Un endroit de pouvoir et de tragédie qui frôle le ridicule !
Je regarde ces endroits-là comme des endroits de pouvoir où l’humanité se donne un moment pour agir sur le monde, globalement, et en même temps je considère ces enceintes terriblement ridicules dans les résultats auxquels elles parviennent, ridicules, y compris dans la grande satisfaction de la COP21 ; il est très fort ce moment où Laurent Fabius, fatigué, pleure d’être parvenu à l’Accord de Paris [2]. Mais qu’ont-ils signé ces Etats, finalement ? Pas grand-chose puisque la température va continuer d’augmenter. Le fait que cette humanité ait dû se battre pour cela, pour finalement continuer à réchauffer le monde… un peu moins vite, cette toute petite victoire là, pour moi, c’est la tragédie de l‘être humain d’aujourd’hui et je l’observe, comme Pérec observait le théâtre du monde à sa table de café place Saint-Sulpice.

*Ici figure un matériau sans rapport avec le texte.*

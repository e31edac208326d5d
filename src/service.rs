// 该文件是 Daolu （道路） 项目的一部分。
// src/service.rs - 感知 HTTP 服务
//
// 本文件根据 Apache 许可证第 2.0 版（以下简称“许可证”）授权使用；
// 除非遵守该许可证条款，否则您不得使用本文件。
// 您可通过以下网址获取许可证副本：
// http://www.apache.org/licenses/LICENSE-2.0
// 除非适用法律要求或书面同意，根据本许可协议分发的软件均按“原样”提供，
// 不附带任何形式的明示或暗示的保证或条件。
// 有关许可权限与限制的具体条款，请参阅本许可协议。
//
// Copyright (C) 2026 Johann Li <me@qinka.pro>, Wareless Group

use std::{net::SocketAddr, sync::Arc, time::Instant};

use axum::{
  Json, Router,
  extract::{DefaultBodyLimit, State},
  routing::{get, post},
};
use tower_http::{cors::CorsLayer, trace::TraceLayer};
use tracing::{error, info, warn};

use crate::{
  codec,
  fusion::{Pipeline, PipelineConfig, duration_ms, fps_from_latency},
  model::{Detector, ModelError, Segmenter},
};

pub mod error;
pub mod schema;

pub use self::error::ServiceError;
use self::schema::{
  BatchPerceptionRequest, BatchPerceptionResponse, ComponentStatus, HealthResponse, HealthStatus,
  PerceptionRequest, PerceptionResponse, ServicesStatus, round_to,
};

/// 服务使用的类型擦除流水线
pub type DynPipeline = Pipeline<Box<dyn Detector>, Box<dyn Segmenter>>;

const SERVICE_VERSION: &str = env!("CARGO_PKG_VERSION");
// base64 编码的整帧图像可能超过 axum 默认的 2 MB 限制
const REQUEST_BODY_LIMIT: usize = 64 * 1024 * 1024;

#[derive(Clone)]
pub struct ServiceState {
  inner: Arc<ServiceInner>,
}

struct ServiceInner {
  pipeline: Option<Arc<DynPipeline>>,
  detector_ready: bool,
  segmenter_ready: bool,
  started: Instant,
}

impl ServiceState {
  /// 两个模型都已就绪
  pub fn ready(pipeline: DynPipeline) -> Self {
    Self {
      inner: Arc::new(ServiceInner {
        pipeline: Some(Arc::new(pipeline)),
        detector_ready: true,
        segmenter_ready: true,
        started: Instant::now(),
      }),
    }
  }

  /// 根据模型加载结果构建状态，任一模型失败时服务降级
  pub fn from_models(
    detector: Result<Box<dyn Detector>, ModelError>,
    segmenter: Result<Box<dyn Segmenter>, ModelError>,
    config: PipelineConfig,
  ) -> Self {
    match (detector, segmenter) {
      (Ok(detector), Ok(segmenter)) => {
        info!("模型加载完成");
        Self::ready(Pipeline::with_config(detector, segmenter, config))
      }
      (detector, segmenter) => {
        if let Err(e) = &detector {
          error!("检测模型加载失败: {}", e);
        }
        if let Err(e) = &segmenter {
          error!("分割模型加载失败: {}", e);
        }
        warn!("服务以降级模式启动，分析请求将返回 503");
        Self {
          inner: Arc::new(ServiceInner {
            pipeline: None,
            detector_ready: detector.is_ok(),
            segmenter_ready: segmenter.is_ok(),
            started: Instant::now(),
          }),
        }
      }
    }
  }

  pub fn is_ready(&self) -> bool {
    self.inner.pipeline.is_some()
  }

  fn pipeline(&self) -> Result<Arc<DynPipeline>, ServiceError> {
    self
      .inner
      .pipeline
      .clone()
      .ok_or(ServiceError::ModelUnavailable)
  }

  fn health(&self) -> HealthResponse {
    HealthResponse {
      status: if self.is_ready() {
        HealthStatus::Healthy
      } else {
        HealthStatus::Degraded
      },
      version: SERVICE_VERSION.to_string(),
      uptime_seconds: round_to(self.inner.started.elapsed().as_secs_f64(), 2),
      services: ServicesStatus {
        object_detection: ComponentStatus::from(self.inner.detector_ready),
        lane_segmentation: ComponentStatus::from(self.inner.segmenter_ready),
      },
    }
  }
}

/// 解码、推理、编码单张图像，计时覆盖整个请求
pub fn analyze_image(
  pipeline: &DynPipeline,
  image_base64: &str,
  include_annotated: bool,
) -> Result<PerceptionResponse, ServiceError> {
  let now = Instant::now();

  let frame = codec::decode_base64_image(image_base64).map_err(ServiceError::DecodeError)?;
  let result = pipeline.process(&frame)?;

  let mask_png = codec::encode_gray_png(result.drivable_mask.as_gray_image())
    .map_err(ServiceError::EncodeFailure)?;
  let annotated_image_base64 = if include_annotated {
    let png = codec::encode_rgb_png(&result.annotated_frame).map_err(ServiceError::EncodeFailure)?;
    Some(codec::encode_base64(&png))
  } else {
    None
  };

  let elapsed = duration_ms(now.elapsed());
  Ok(PerceptionResponse {
    detections: result.detections,
    lane_mask_base64: codec::encode_base64(&mask_png),
    inference_time_ms: round_to(elapsed, 2),
    fps: round_to(fps_from_latency(elapsed), 1),
    annotated_image_base64,
  })
}

async fn health_handler(State(state): State<ServiceState>) -> Json<HealthResponse> {
  Json(state.health())
}

async fn analyze_handler(
  State(state): State<ServiceState>,
  Json(request): Json<PerceptionRequest>,
) -> Result<Json<PerceptionResponse>, ServiceError> {
  let pipeline = state.pipeline()?;
  let response = tokio::task::spawn_blocking(move || {
    analyze_image(&pipeline, &request.image_base64, request.include_annotated)
  })
  .await
  .map_err(|e| ServiceError::Internal(e.to_string()))??;

  info!(
    "分析完成: {} 个目标, {:.2}ms",
    response.detections.len(),
    response.inference_time_ms
  );
  Ok(Json(response))
}

async fn analyze_batch_handler(
  State(state): State<ServiceState>,
  Json(request): Json<BatchPerceptionRequest>,
) -> Result<Json<BatchPerceptionResponse>, ServiceError> {
  let pipeline = state.pipeline()?;
  let results = tokio::task::spawn_blocking(move || {
    request
      .images_base64
      .iter()
      .map(|image| analyze_image(&pipeline, image, request.include_annotated))
      .collect::<Result<Vec<_>, _>>()
  })
  .await
  .map_err(|e| ServiceError::Internal(e.to_string()))??;

  info!("批量分析完成: {} 张图像", results.len());
  Ok(Json(BatchPerceptionResponse { results }))
}

pub fn router(state: ServiceState) -> Router {
  Router::new()
    .route("/health", get(health_handler))
    .route("/perception/analyze", post(analyze_handler))
    .route("/perception/analyze/batch", post(analyze_batch_handler))
    .layer(DefaultBodyLimit::max(REQUEST_BODY_LIMIT))
    .layer(CorsLayer::permissive())
    .layer(TraceLayer::new_for_http())
    .with_state(state)
}

pub async fn serve(addr: SocketAddr, state: ServiceState) -> std::io::Result<()> {
  let listener = tokio::net::TcpListener::bind(addr).await?;
  info!("感知服务监听于 http://{}", listener.local_addr()?);
  axum::serve(listener, router(state)).await
}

Je pars du réel observable devant moi et je dérive vers la fiction, l’onirique et l’absurde. Et si cela produit alors quelque chose chez le spectateur ou un questionnement, ou une envie de s’engager, alors tant mieux. Mais c’est plus un effet collatéral ou indirect, ce n’est pas l’objectif initial.
J’ai beaucoup apprécié la proposition de John Jordan [3] , tout comme j’observe les YESmen, leurs interventions artistiques sont portées par une volonté très évidente d’activisme au cœur de leur création. J’adore ce qu’ils nous proposent dans leurs performances. En ce qui me concerne, je ne suis pas mû par la même recherche. Je suis comme un géographe, je décris un paysage, et puis je le tords. Pour le plaisir de le tordre. Et le plaisir des mondes qui peuvent surgir de ces torsions. Quand je raconte des histoires en mettant en scène l’ONU, ou des canards (A la recherche des canards perdus, création 2010), je ne me demande pas au départ si cela peut servir ou pas à l’action climatique du citoyen, je prends juste un sujet qui m’intéresse aujourd’hui.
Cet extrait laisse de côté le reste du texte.